Updating large postgresql database with blobs

Started by CAJ CAJalmost 19 years ago4 messages
#1CAJ CAJ
pguser@gmail.com

Hello,

I didn't get any response on the GENERAL list so i'm escalating this ....

We have several independent database servers with ~50GB+ databases running
postgres 8.0.x. We are planning to upgrade these databases to postgres
8.2.xover the weekend

We plan to use the following steps to upgrade each server,

1. Dump the 8.0.x database cluster using 8.2.x pg_dumpall
% ./pg_dumpall > pgdumpall_backup.sql

2.Dump the 8.0.x database including large objects in compressed custom
format using 8.2.x pg_dump
% ./pg_dump -Fc -b -Z9 dbname > pgdump_lobs_backup

Restoring database
1. Initialize 8.2.x darabase
% initdb -D /data/pgdata

2. Restore template1 database from cluster dump
% ./psql -d template1 < pgdumpall_backup.sql

3. Delete database dbname else restoring will give error about existing
dbname
% dropdb dbname

4. Create fresh dbname
% createdb -O dbowner dbname

5. Restore database with lobs
% ./pg_restore -v -Fc -d dbname -e -U dbowner < pgdumpall_lobs_backup

Some of the problems we have are,
1. We are not sure if all of the data will be available after dump/restore
with above process
2. The dump and restore process is very very slow to be complete over the
weekend (takes approx 1GB/hr to dump on a dual G5 PPC 2Ghz with 1GB RAM and
RAID 1 disks)

What is the fastest way to upgrade postgres for large databases that has
binary objects?

Thanks for all your help.

#2Andrew Dunstan
andrew@dunslane.net
In reply to: CAJ CAJ (#1)
Re: Updating large postgresql database with blobs

CAJ CAJ wrote:

Hello,

I didn't get any response on the GENERAL list so i'm escalating this ....

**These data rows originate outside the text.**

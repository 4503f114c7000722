//! Courier Server - Main entry point

use std::sync::Arc;
use std::time::Duration;

use courier_core::{
    api::{self, AppState},
    config::Config,
    jobs::QueueManager,
    telemetry::init_telemetry,
    webhooks::{InMemoryWebhookStore, PgWebhookStore, WebhookDispatcher},
};

#[tokio::main]
async fn main() -> anyhow::Result<()> {
    // Load environment variables
    dotenvy::dotenv().ok();

    // Load configuration
    let config = match std::env::var("COURIER_CONFIG_FILE") {
        Ok(path) => Config::from_file(&path)?,
        Err(_) => Config::load().unwrap_or_else(|e| {
            eprintln!("Warning: Could not load config: {}. Using defaults.", e);
            Config::default()
        }),
    };

    let telemetry = init_telemetry(&config.telemetry)?;

    tracing::info!(
        version = env!("CARGO_PKG_VERSION"),
        environment = %config.telemetry.environment,
        "Starting Courier Server"
    );

    // Queue backend is fixed for the lifetime of the process
    let manager = Arc::new(
        QueueManager::from_config(config.redis.as_ref(), &config.queue)
            .await?
            .with_tracing_listener()
            .await,
    );
    tracing::info!(backend = %manager.backend_kind(), "Queue manager initialized");

    let dispatcher = match &config.database {
        Some(database) => {
            let store = Arc::new(PgWebhookStore::connect(database).await?);
            if database.run_migrations {
                store.migrate().await?;
                tracing::info!("Database migrations applied");
            }
            tracing::info!("Using PostgreSQL webhook store");
            WebhookDispatcher::new(store.clone(), store, manager.clone(), config.webhooks.clone())?
        }
        None => {
            tracing::warn!("No database configured, webhook subscriptions are kept in memory");
            let store = Arc::new(InMemoryWebhookStore::new());
            WebhookDispatcher::new(store.clone(), store, manager.clone(), config.webhooks.clone())?
        }
    };
    dispatcher.start().await?;

    let cleaner = match config.queue.clean_interval() {
        Some(period) => Some(spawn_cleaner(manager.clone(), period, &config)),
        None => {
            tracing::info!("Periodic queue cleaning disabled");
            None
        }
    };

    let app = api::build_router(AppState::new(dispatcher, telemetry.metrics));

    // Start server
    let addr = config.bind_addr();
    tracing::info!(address = %addr, "Starting HTTP server");

    let listener = tokio::net::TcpListener::bind(&addr).await?;

    axum::serve(listener, app)
        .with_graceful_shutdown(shutdown_signal())
        .await?;

    // Cleanup
    if let Some(cleaner) = cleaner {
        cleaner.abort();
    }
    manager.shutdown().await?;
    tracing::info!("Server shutdown complete");

    Ok(())
}

/// Periodically purge old completed and failed jobs from every known queue.
fn spawn_cleaner(manager: Arc<QueueManager>, period: Duration, config: &Config) -> tokio::task::JoinHandle<()> {
    let targets = config.queue.clean_targets();

    tokio::spawn(async move {
        let mut ticker = tokio::time::interval(period);
        ticker.tick().await;
        loop {
            ticker.tick().await;
            for queue in manager.queue_names().await {
                for (grace, status) in targets {
                    match manager.clean(&queue, grace, Some(status)).await {
                        Ok(0) => {}
                        Ok(removed) => tracing::info!(
                            queue = %queue,
                            status = status.as_str(),
                            removed,
                            "Cleaned old jobs"
                        ),
                        Err(e) => tracing::warn!(queue = %queue, error = %e, "Queue clean failed"),
                    }
                }
            }
        }
    })
}

/// Wait for shutdown signal.
async fn shutdown_signal() {
    let ctrl_c = async {
        if let Err(e) = tokio::signal::ctrl_c().await {
            tracing::error!(error = %e, "Failed to install Ctrl+C handler");
            std::future::pending::<()>().await;
        }
    };

    #[cfg(unix)]
    let terminate = async {
        match tokio::signal::unix::signal(tokio::signal::unix::SignalKind::terminate()) {
            Ok(mut signal) => {
                signal.recv().await;
            }
            Err(e) => {
                tracing::error!(error = %e, "Failed to install SIGTERM handler");
                std::future::pending::<()>().await;
            }
        }
    };

    #[cfg(not(unix))]
    let terminate = std::future::pending::<()>();

    tokio::select! {
        _ = ctrl_c => {},
        _ = terminate => {},
    }

    tracing::info!("Shutdown signal received");
}
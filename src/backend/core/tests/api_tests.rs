//! Tests for the REST API, driven through the router without a socket.
//!
//! Tests cover:
//! - Health and metrics endpoints
//! - Webhook registration, listing, update, rotation and deletion
//! - Event triggering
//! - Queue status, job lookup and clean
//! - Inbound signature verification
//! - Error responses

use std::sync::Arc;

use axum::body::Body;
use axum::http::{Method, Request, StatusCode};
use axum::Router;
use chrono::Utc;
use courier_core::api::{build_router, AppState};
use courier_core::config::WebhookSettings;
use courier_core::jobs::QueueManager;
use courier_core::telemetry::MetricsRegistry;
use courier_core::webhooks::{compute_signature, WebhookDispatcher, WebhookRequestBody};
use serde_json::{json, Value};
use tower::ServiceExt;

const INBOUND_SECRET: &str = "inbound-test-secret";

fn app() -> Router {
    let settings = WebhookSettings {
        inbound_secret: Some(INBOUND_SECRET.to_string()),
        ..WebhookSettings::default()
    };
    let dispatcher =
        WebhookDispatcher::in_memory(Arc::new(QueueManager::in_memory()), settings).unwrap();
    build_router(AppState::new(dispatcher, MetricsRegistry::disabled()))
}

async fn send(app: &Router, method: Method, uri: &str, body: Option<Value>) -> (StatusCode, Value) {
    let request = Request::builder()
        .method(method)
        .uri(uri)
        .header("content-type", "application/json")
        .body(match body {
            Some(body) => Body::from(body.to_string()),
            None => Body::empty(),
        })
        .unwrap();

    let response = app.clone().oneshot(request).await.unwrap();
    let status = response.status();
    let bytes = axum::body::to_bytes(response.into_body(), usize::MAX).await.unwrap();
    let json = if bytes.is_empty() {
        Value::Null
    } else {
        serde_json::from_slice(&bytes).unwrap_or(Value::Null)
    };
    (status, json)
}

async fn register(app: &Router, events: Value) -> Value {
    let (status, body) = send(
        app,
        Method::POST,
        "/api/v1/webhooks",
        Some(json!({"url": "https://example.com/hook", "events": events})),
    )
    .await;
    assert_eq!(status, StatusCode::CREATED);
    body["data"].clone()
}

// ============================================================================
// Health & metrics
// ============================================================================

#[tokio::test]
async fn test_health() {
    let app = app();
    let (status, body) = send(&app, Method::GET, "/health", None).await;
    assert_eq!(status, StatusCode::OK);
    assert_eq!(body["status"], "healthy");
    assert_eq!(body["backend"], "memory");
}

#[tokio::test]
async fn test_metrics_endpoint_responds() {
    let app = app();
    let request = Request::builder().uri("/metrics").body(Body::empty()).unwrap();
    let response = app.oneshot(request).await.unwrap();
    assert_eq!(response.status(), StatusCode::OK);
}

// ============================================================================
// Webhooks
// ============================================================================

#[tokio::test]
async fn test_secret_only_returned_on_create_and_rotate() {
    let app = app();
    let created = register(&app, json!(["order.created"])).await;
    let id = created["id"].as_str().unwrap().to_string();
    let secret = created["secret"].as_str().unwrap().to_string();
    assert_eq!(secret.len(), 64);

    let (status, body) = send(&app, Method::GET, &format!("/api/v1/webhooks/{}", id), None).await;
    assert_eq!(status, StatusCode::OK);
    assert!(body["data"].get("secret").is_none());

    let (_, body) = send(&app, Method::GET, "/api/v1/webhooks", None).await;
    assert_eq!(body["data"].as_array().unwrap().len(), 1);
    assert!(body["data"][0].get("secret").is_none());

    let (_, body) = send(
        &app,
        Method::PATCH,
        &format!("/api/v1/webhooks/{}", id),
        Some(json!({"description": "orders"})),
    )
    .await;
    assert_eq!(body["data"]["description"], "orders");
    assert!(body["data"].get("secret").is_none());

    let (status, body) = send(
        &app,
        Method::PATCH,
        &format!("/api/v1/webhooks/{}", id),
        Some(json!({"rotate_secret": true})),
    )
    .await;
    assert_eq!(status, StatusCode::OK);
    let rotated = body["data"]["secret"].as_str().unwrap();
    assert_ne!(rotated, secret);
}

#[tokio::test]
async fn test_invalid_registration_is_rejected() {
    let app = app();
    let (status, body) = send(
        &app,
        Method::POST,
        "/api/v1/webhooks",
        Some(json!({"url": "ftp://example.com", "events": ["a"]})),
    )
    .await;
    assert_eq!(status, StatusCode::UNPROCESSABLE_ENTITY);
    assert_eq!(body["success"], false);
    assert_eq!(body["error"]["code"], "VALIDATION_ERROR");
}

#[tokio::test]
async fn test_delete_then_get_is_not_found() {
    let app = app();
    let created = register(&app, json!(["a"])).await;
    let uri = format!("/api/v1/webhooks/{}", created["id"].as_str().unwrap());

    let (status, _) = send(&app, Method::DELETE, &uri, None).await;
    assert_eq!(status, StatusCode::NO_CONTENT);

    let (status, body) = send(&app, Method::GET, &uri, None).await;
    assert_eq!(status, StatusCode::NOT_FOUND);
    assert_eq!(body["error"]["code"], "SUBSCRIPTION_NOT_FOUND");

    let (status, _) = send(&app, Method::DELETE, &uri, None).await;
    assert_eq!(status, StatusCode::NOT_FOUND);
}

#[tokio::test]
async fn test_deliveries_empty_for_new_webhook() {
    let app = app();
    let created = register(&app, json!(["a"])).await;
    let uri = format!("/api/v1/webhooks/{}/deliveries", created["id"].as_str().unwrap());

    let (status, body) = send(&app, Method::GET, &uri, None).await;
    assert_eq!(status, StatusCode::OK);
    assert_eq!(body["data"], json!([]));
}

// ============================================================================
// Events & queues
// ============================================================================

#[tokio::test]
async fn test_trigger_event_reports_enqueued_jobs() {
    let app = app();
    register(&app, json!(["order.created"])).await;
    register(&app, json!(["order.created", "order.paid"])).await;

    let (status, body) = send(
        &app,
        Method::POST,
        "/api/v1/events",
        Some(json!({"event": "order.created", "payload": {"id": 1}})),
    )
    .await;
    assert_eq!(status, StatusCode::ACCEPTED);
    assert_eq!(body["data"]["enqueued"], 2);

    // Nothing processes the queue here, so the jobs stay waiting.
    let (status, body) = send(&app, Method::GET, "/api/v1/queues/webhooks/status", None).await;
    assert_eq!(status, StatusCode::OK);
    assert_eq!(body["data"]["queue"], "webhooks");
    assert_eq!(body["data"]["backend"], "memory");
    assert_eq!(body["data"]["waiting"], 2);
}

#[tokio::test]
async fn test_status_of_unknown_queue_is_empty() {
    let app = app();
    let (status, body) = send(&app, Method::GET, "/api/v1/queues/no-such-queue/status", None).await;
    assert_eq!(status, StatusCode::OK);
    assert_eq!(body["data"]["waiting"], 0);
    assert_eq!(body["data"]["failed"], 0);
}

#[tokio::test]
async fn test_job_lookup() {
    let app = app();

    let (status, body) = send(
        &app,
        Method::GET,
        &format!("/api/v1/queues/webhooks/jobs/{}", uuid::Uuid::new_v4()),
        None,
    )
    .await;
    assert_eq!(status, StatusCode::NOT_FOUND);
    assert_eq!(body["error"]["code"], "JOB_NOT_FOUND");

    let (status, _) = send(&app, Method::GET, "/api/v1/queues/webhooks/jobs/not-a-uuid", None).await;
    assert_eq!(status, StatusCode::UNPROCESSABLE_ENTITY);
}

#[tokio::test]
async fn test_clean_queue() {
    let app = app();
    let (status, body) = send(
        &app,
        Method::POST,
        "/api/v1/queues/webhooks/clean",
        Some(json!({"grace_ms": 0, "status": "completed"})),
    )
    .await;
    assert_eq!(status, StatusCode::OK);
    assert_eq!(body["data"]["removed"], 0);
}

// ============================================================================
// Inbound
// ============================================================================

fn inbound_request(event_header: Option<&str>, signature: Option<&str>, body: &WebhookRequestBody) -> Request<Body> {
    let mut builder = Request::builder()
        .method(Method::POST)
        .uri("/api/v1/inbound")
        .header("content-type", "application/json");
    if let Some(event) = event_header {
        builder = builder.header("X-Webhook-Event", event);
    }
    if let Some(signature) = signature {
        builder = builder.header("X-Webhook-Signature", signature);
    }
    builder
        .body(Body::from(serde_json::to_vec(body).unwrap()))
        .unwrap()
}

fn signed_body(secret: &str) -> WebhookRequestBody {
    let payload = json!({"order_id": 9});
    WebhookRequestBody {
        event: "order.created".into(),
        signature: compute_signature("order.created", &payload, secret),
        payload,
        timestamp: Utc::now(),
    }
}

#[tokio::test]
async fn test_inbound_accepts_valid_signature() {
    let app = app();
    let body = signed_body(INBOUND_SECRET);
    let request = inbound_request(Some("order.created"), Some(&body.signature), &body);

    let response = app.oneshot(request).await.unwrap();
    assert_eq!(response.status(), StatusCode::OK);
}

#[tokio::test]
async fn test_inbound_rejects_bad_or_missing_signature() {
    let app = app();

    let forged = signed_body("someone-else");
    let response = app
        .clone()
        .oneshot(inbound_request(Some("order.created"), Some(&forged.signature), &forged))
        .await
        .unwrap();
    assert_eq!(response.status(), StatusCode::UNAUTHORIZED);

    let body = signed_body(INBOUND_SECRET);
    let response = app
        .clone()
        .oneshot(inbound_request(Some("order.created"), None, &body))
        .await
        .unwrap();
    assert_eq!(response.status(), StatusCode::UNAUTHORIZED);

    let response = app
        .oneshot(inbound_request(None, Some(&body.signature), &body))
        .await
        .unwrap();
    assert_eq!(response.status(), StatusCode::UNAUTHORIZED);
}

We have several independent database servers with ~50GB+ databases
running postgres 8.0.x. We are planning to upgrade these databases to
postgres 8.2.x over the weekend

We plan to use the following steps to upgrade each server,

1. Dump the 8.0.x database cluster using 8.2.x pg_dumpall
% ./pg_dumpall > pgdumpall_backup.sql

2.Dump the 8.0.x database including large objects in compressed
custom format using 8.2.x pg_dump
% ./pg_dump -Fc -b -Z9 dbname > pgdump_lobs_backup

Restoring database
1. Initialize 8.2.x darabase
% initdb -D /data/pgdata

2. Restore template1 database from cluster dump
% ./psql -d template1 < pgdumpall_backup.sql

3. Delete database dbname else restoring will give error about
existing dbname
% dropdb dbname

4. Create fresh dbname
% createdb -O dbowner dbname

5. Restore database with lobs
% ./pg_restore -v -Fc -d dbname -e -U dbowner < pgdumpall_lobs_backup

Some of the problems we have are,
1. We are not sure if all of the data will be available after
dump/restore with above process
2. The dump and restore process is very very slow to be complete over
the weekend (takes approx 1GB/hr to dump on a dual G5 PPC 2Ghz with
1GB RAM and RAID 1 disks)

What is the fastest way to upgrade postgres for large databases that
has binary objects?

Thanks for all your help.

Your procedure dumps and restore the databases twice. This seems less
than sound. My prediction is that you could get a 50% speed improvement
by fixing that ...

The only thing you really need pg_dumpall for is the global tables. I
would just use pg_dumpall -g to get those, and then use pg_dump -F c +
pg_restore for each actual database.

Another thing is to make sure that pg_dump/pg_restore are not competing
with postgres for access to the same disk(s). One way to do that is to
run them from a different machine - they don't have to be run on the
server machine - of course then the network can become a bottleneck, so
YMMV.

cheers

andrew

#3CAJ CAJ
pguser@gmail.com
In reply to: Andrew Dunstan (#2)
Re: Updating large postgresql database with blobs

<snip>

What is the fastest way to upgrade postgres for large databases that
has binary objects?

Your procedure dumps and restore the databases twice. This seems less
than sound. My prediction is that you could get a 50% speed improvement
by fixing that ...

Thanks for the response. This'd be wonderful if I can get my process right.
My assumptions (probably incorrect) are that pgdump has to be excuted twice
on a database with blobs. Once to get the data and once to get the blob
(using the -b flag).

The only thing you really need pg_dumpall for is the global tables. I

would just use pg_dumpall -g to get those, and then use pg_dump -F c +
pg_restore for each actual database.

This makes sense :) I assume that running pg_dump with -b will get all of
the data including the blobs?

Another thing is to make sure that pg_dump/pg_restore are not competing

with postgres for access to the same disk(s). One way to do that is to
run them from a different machine - they don't have to be run on the
server machine - of course then the network can become a bottleneck, so
YMMV.

We are using separate servers for dump and restore.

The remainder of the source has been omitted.